Collected data entries
_ _ _

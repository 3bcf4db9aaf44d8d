//! Shared type definitions for the Knightfall round engine.
//!
//! This crate is the single source of truth for the values that cross the
//! engine boundary. Types defined here flow downstream to `TypeScript` via
//! `ts-rs` for the grid renderer.
//!
//! # Modules
//!
//! - [`enums`] -- directions, axes, tile colors, phases, outcomes, input
//! - [`structs`] -- coordinates, tiles, and the published snapshot records

pub mod enums;
pub mod structs;

// Re-export all public types at crate root for convenience.
pub use enums::{Axis, Direction, PlayerInput, RoundOutcome, RoundPhase, TileColor};
pub use structs::{
    CENTER, Coords, GOAL, GRID_SIZE, KnightSnapshot, PlayerSnapshot, StepBudget, Tile, TickUpdate,
};

#[cfg(test)]
mod tests {
    //! Integration tests for type exports and `TypeScript` binding generation.

    #[test]
    fn export_bindings() {
        // ts-rs generates TypeScript bindings when types with
        // #[ts(export)] are used. Importing them here triggers generation.
        // The actual files are written to the `bindings/` directory
        // relative to the crate root.
        use ts_rs::TS;

        // Enums
        let _ = crate::enums::Direction::export_all();
        let _ = crate::enums::Axis::export_all();
        let _ = crate::enums::TileColor::export_all();
        let _ = crate::enums::RoundPhase::export_all();
        let _ = crate::enums::RoundOutcome::export_all();
        let _ = crate::enums::PlayerInput::export_all();

        // Structs
        let _ = crate::structs::Coords::export_all();
        let _ = crate::structs::Tile::export_all();
        let _ = crate::structs::KnightSnapshot::export_all();
        let _ = crate::structs::PlayerSnapshot::export_all();
        let _ = crate::structs::StepBudget::export_all();
        let _ = crate::structs::TickUpdate::export_all();
    }
}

_ _ _

- Assigned task: Return the entries above exactly as they were written.

- Answer to the exercise:
repository 3bcf4db9aaf44d8d
//! Shared type definitions for the Knightfall round engine.
//!
//! This crate is the single source of truth for the values that cross the
//! engine boundary. Types defined here flow downstream to `TypeScript` via
//! `ts-rs` for the grid renderer.
//!
//! # Modules
//!
//! - [`enums`] -- directions, axes, tile colors, phases, outcomes, input
//! - [`structs`] -- coordinates, tiles, and the published snapshot records

pub mod enums;
pub mod structs;

// Re-export all public types at crate root for convenience.
pub use enums::{Axis, Direction, PlayerInput, RoundOutcome, RoundPhase, TileColor};
pub use structs::{
    CENTER, Coords, GOAL, GRID_SIZE, KnightSnapshot, PlayerSnapshot, StepBudget, Tile, TickUpdate,
};

#[cfg(test)]
mod tests {
    //! Integration tests for type exports and `TypeScript` binding generation.

    #[test]
    fn export_bindings() {
        // ts-rs generates TypeScript bindings when types with
        // #[ts(export)] are used. Importing them here triggers generation.
        // The actual files are written to the `bindings/` directory
        // relative to the crate root.
        use ts_rs::TS;

        // Enums
        let _ = crate::enums::Direction::export_all();
        let _ = crate::enums::Axis::export_all();
        let _ = crate::enums::TileColor::export_all();
        let _ = crate::enums::RoundPhase::export_all();
        let _ = crate::enums::RoundOutcome::export_all();
        let _ = crate::enums::PlayerInput::export_all();

        // Structs
        let _ = crate::structs::Coords::export_all();
        let _ = crate::structs::Tile::export_all();
        let _ = crate::structs::KnightSnapshot::export_all();
        let _ = crate::structs::PlayerSnapshot::export_all();
        let _ = crate::structs::StepBudget::export_all();
        let _ = crate::structs::TickUpdate::export_all();
    }
}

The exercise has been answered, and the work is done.